Nine ways to avoid surge pricing on Lyft and Uber
Planning ahead and being a little flexible with Uber and Lyft can help you avoid paying $80 for a three-mile ride home.
Over the past few years, Uber and Lyft have exploded onto the scene, ticking off taxi drivers everywhere and making ride sharing a super cheap, super easy and relatively safe way to get from one place to another. We've talked before about why we like these apps so much, but frequent riders will know there's one major downside to using Uber and Lyft to get around: surge pricing.
Surge pricing isn't arbitrary. It happens during times when -- and in locations where -- drivers are in high demand. You'll see surge prices during rush hour in a busy downtown neighborhood, after bar closes in an area packed with clubs, and even in the middle of the day when it suddenly starts to pour. The more people trying to get a ride, the more expensive it's going to be to get that ride, it's economics 101: supply vs. demand.
A little 1.5 percent surge isn't going to have a huge effect on your life, but sometimes surge pricing can get out of hand. I once paid $80 for an Uber home from a street festival about three miles away from my apartment. Normally, that ride would have cost me $10-$15 at the most, but Uber was surging due to the amount of people trying to leave the festival, and I admit I didn't pay enough attention to the surge warning before booking my ride.
While surging on either app doesn't usually go that high, even paying 3x the amount you normally pay isn't feasible for most people. Here are nine ways to get around surge prices and avoid having to turn to Kickstarter after accidentally spending your rent money on a $360 ride home:
If you know you're going to need a ride during peak hours, schedule a Lyft in advance.
Both Lyft and Uber allow you to schedule rides in advance in certain cities, but Lyft's advance scheduling feature locks in a price for you. It might be a little lower or higher depending on what Lyft assumes the demand will be like at that time, and in that location, but if you know you're going to be heading out during prime time and the schedule-ahead feature is available in your city, you'll probably save a few bucks by locking in your rate well before the ride.
Check the other app.
My go-to way to avoid paying Uber up-charges? I use Lyft instead. Because Lyft is slightly less popular nationwide, its drivers are less in demand during peak hours. When Uber has a slight surge (think 1.5-2x), I can usually find a regular-priced ride on Lyft. I've never seen this go the other way, but it's not impossible.
Take another kind of car.
Uber offers many different kinds of services: SUVs, luxury vehicles, all black cars, and vehicles that are wheelchair accessible, and their surge pricing algorithm differs by service. If UberX is surging 3x, check out UberSelect, which will likely have a lower surge rate, and will give you a nicer car. You can arrive in style and save on what your ride would have been if you'd done it your usual way.
Of course, you can also take a normal taxi when Uber is surging, but I personally prefer Uber over regular cabs for many reasons. Still, if it's easy to catch a cab in your area during a surge time, it's still a reliable way to avoid paying surge costs.

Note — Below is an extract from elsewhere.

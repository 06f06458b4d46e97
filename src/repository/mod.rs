//! Repository layer for database operations

pub mod books;

pub use books::{BookRepository, PgBookRepository};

Sure, you'll have to ride with strangers, and it will probably take a little longer than normal, but both UberPool and Lyft Line allow you to see exactly what you'll be paying before you request a car, and while surge pricing applies, it's not quite as steep as it would be if you requested your own car.
Walk a few blocks.
Sometimes surge pricing is concentrated on a very specific area, so if you walk around a bit, you can get a lower fare. If you don't feel like wandering around, move around your pickup location around to see what kinds of prices you can get near you. If you find something cheaper, head out and order the car on the way.
Try out surge tracking apps like SurgeProtector.
SurgeProtector helps Uber passengers save money by showing in real time where surge prices are popping up. If the difference is a few blocks, you can high tail it over there and skip out on paying extra. Pawing through the reviews, it looks like they're a bit mixed, because this app's accuracy isn't always at 100 percent.
Some surge pricing happens suddenly and doesn't last long. If a concert is getting out nearby, prices might surge for a half hour or so until all the concert-goers have dispersed. Waiting a bit and checking again can yield much cheaper options.
Refer a friend and get a free ride.
If you're traveling with a friend who hasn't yet downloaded Uber or Lyft, refer them with your personalized offer code and both of you will get a free ride. When possible, this is a great way to avoid paying surge prices -- or anything at all!
Download the Uber/Lyft driver apps.
This is probably the best way to stay on top of surge pricing on both apps. Sign up to become an Uber or Lyft driver, and you'll get access to behind the scenes information about surge pricing in the form of heat-maps that show you exactly where and how much fares are surging in your area.
This article first appeared in Brad's Deals.